Lastly, commodity markets in Japan would be relevant in monetary policy and inflation control. Prices of
commodities mainly energy and food could swing inflation and general conditions.

Japan has focused, over the years, on improving its commodity market competitiveness in the
international arena. The country has taken various measures to attract more foreign participants, increase
the liquidity of the market, and develop new products. The recent introduction of more environmentally
oriented contracts such as emissions trading and electricity futures reflects increasing global concerns
about climate change and energy transition.

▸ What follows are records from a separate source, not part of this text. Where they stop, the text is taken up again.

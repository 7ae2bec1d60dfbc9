//! Hi-Z (max depth) chain planning and a CPU reference of the reduction.
//!
//! Level 0 is the full-resolution depth copy. Level i is the max over the 2x2
//! block of level i-1, each dimension halved with floor and clamped to one.

use specula_gpu_shared::uniforms::HiZParams;

use crate::targets::MAX_HIZ_LEVELS;
use crate::texture_size::TextureSize;

/// Levels built for a base resolution, never more than [`MAX_HIZ_LEVELS`].
pub fn level_count(base: TextureSize) -> u32 {
    base.full_mip_count().min(MAX_HIZ_LEVELS)
}

pub fn level_size(base: TextureSize, level: u32) -> TextureSize {
    TextureSize::new((base.width >> level).max(1), (base.height >> level).max(1))
}

/// One `GetHiZ` dispatch: reads level `index - 1`, writes level `index`.
#[derive(Clone, Copy, Debug, PartialEq, Eq)]
pub struct HiZLevel {
    pub index: u32,
    pub source_size: TextureSize,
    pub size: TextureSize,
}

impl HiZLevel {
    /// `(1/src_w, 1/src_h, 1/dst_w, 1/dst_h)`.
    pub fn params(&self) -> HiZParams {
        let src = self.source_size.params();
        let dst = self.size.params();
        HiZParams {
            tex_size: [src.z, src.w, dst.z, dst.w],
        }
    }
}

/// Reduction levels 1.. for a base resolution.
pub fn plan_levels(base: TextureSize) -> Vec<HiZLevel> {
    (1..level_count(base))
        .map(|index| HiZLevel {
            index,
            source_size: level_size(base, index - 1),
            size: level_size(base, index),
        })
        .collect()
}

/// Row-major single-channel depth image.
#[derive(Clone, Debug, PartialEq)]
pub struct DepthImage {
    pub size: TextureSize,
    pub texels: Vec<f32>,
}

impl DepthImage {
    /// `None` unless `texels` holds exactly one value per texel.
    pub fn new(size: TextureSize, texels: Vec<f32>) -> Option<Self> {
        (texels.len() as u64 == size.texel_count()).then_some(Self { size, texels })
    }

    pub fn from_fn(size: TextureSize, f: impl Fn(u32, u32) -> f32) -> Self {
        let mut texels = Vec::with_capacity(size.texel_count() as usize);
        for y in 0..size.height {
            for x in 0..size.width {
                texels.push(f(x, y));
            }
        }
        Self { size, texels }
    }

    /// Clamped fetch. An empty image reads as the far plane.
    pub fn get(&self, x: u32, y: u32) -> f32 {
        let x = x.min(self.size.width.saturating_sub(1));
        let y = y.min(self.size.height.saturating_sub(1));
        self.texels
            .get((y * self.size.width + x) as usize)
            .copied()
            .unwrap_or(1.0)
    }
}

/// Max over each 2x2 block; out-of-range taps clamp to the last row/column.
pub fn reduce_max(src: &DepthImage) -> DepthImage {
    let size = src.size.mip_halved();
    DepthImage::from_fn(size, |x, y| {
        let (x0, y0) = (2 * x, 2 * y);
        src.get(x0, y0)
            .max(src.get(x0 + 1, y0))
            .max(src.get(x0, y0 + 1))
            .max(src.get(x0 + 1, y0 + 1))
    })
}

/// Whole chain starting from level 0.
pub fn build_chain(level0: DepthImage) -> Vec<DepthImage> {
    let count = level_count(level0.size) as usize;
    let mut chain = Vec::with_capacity(count);
    chain.push(level0);
    while chain.len() < count {
        let next = reduce_max(&chain[chain.len() - 1]);
        chain.push(next);
    }
    chain
}

#[cfg(test)]
mod tests {
    use super::*;

    #[test]
    fn test_reduce_two_planes() {
        // top half at 1.0, bottom half at 5.0
        let src =
            DepthImage::from_fn(TextureSize::new(4, 4), |_, y| if y < 2 { 1.0 } else { 5.0 });
        let mip1 = reduce_max(&src);
        assert_eq!(mip1.size, TextureSize::new(2, 2));
        assert_eq!(mip1.texels, vec![1.0, 1.0, 5.0, 5.0]);
    }

    #[test]
    fn test_new_rejects_mismatched_texels() {
        let size = TextureSize::new(3, 2);
        assert!(DepthImage::new(size, vec![0.5; 5]).is_none());
        assert!(DepthImage::new(size, vec![0.5; 7]).is_none());
        let image = DepthImage::new(size, vec![0.5; 6]).unwrap();
        assert_eq!(image.get(9, 9), 0.5);
    }

    #[test]
    fn test_each_level_is_block_max() {
        let base = TextureSize::new(37, 23);
        let level0 =
            DepthImage::from_fn(base, |x, y| ((x * 7919 + y * 104_729) % 1000) as f32 / 1000.0);
        let chain = build_chain(level0);
        assert_eq!(chain.len(), level_count(base) as usize);
        for pair in chain.windows(2) {
            let (prev, next) = (&pair[0], &pair[1]);
            for y in 0..next.size.height {
                for x in 0..next.size.width {
                    let expected = [(0, 0), (1, 0), (0, 1), (1, 1)]
                        .iter()
                        .map(|(dx, dy)| prev.get(2 * x + dx, 2 * y + dy))
                        .fold(f32::MIN, f32::max);
                    assert_eq!(next.get(x, y), expected);
                    assert!(next.get(x, y) >= prev.get(2 * x, 2 * y));
                }
            }
        }
    }

    #[test]
    fn test_chain_length_capped() {
        assert_eq!(level_count(TextureSize::new(1920, 1080)), 7);
        assert_eq!(level_count(TextureSize::new(8, 8)), 4);
        assert_eq!(level_count(TextureSize::new(1, 1)), 1);
        assert!(plan_levels(TextureSize::new(1, 1)).is_empty());
    }

    #[test]
    fn test_level_sizes_and_params() {
        let base = TextureSize::new(1920, 1080);
        let levels = plan_levels(base);
        assert_eq!(levels.len(), 6);
        assert_eq!(levels[0].size, TextureSize::new(960, 540));
        assert_eq!(levels[5].size, TextureSize::new(30, 16));
        let p = levels[0].params().tex_size;
        assert_eq!(p[0], 1.0 / 1920.0);
        assert_eq!(p[3], 1.0 / 540.0);
    }
}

But despite all this, Japan's commodity markets are still being faced with many challenges. The impact
that these exchanges have had on China and Singapore has increased significantly. Moreover, the shift to
electronic trading as well as the growing intricacies of financial derivatives have created great pressure on
the traditional trading of commodity futures.

Conclusion Japan's commodity market is although not as widespread in the international market as its
equity or bond markets, it is integral to Japan's financial system. It offers essential services in terms of
price discovery, risk management, and investment, hence promoting the relevance of Japan in
international trade and domestic economic stability. As Japan learns to evolve with change within the
global economic and energy sectors, commodity markets are likely to change; new roles will be taken in
renewable energy and sustainable resource management.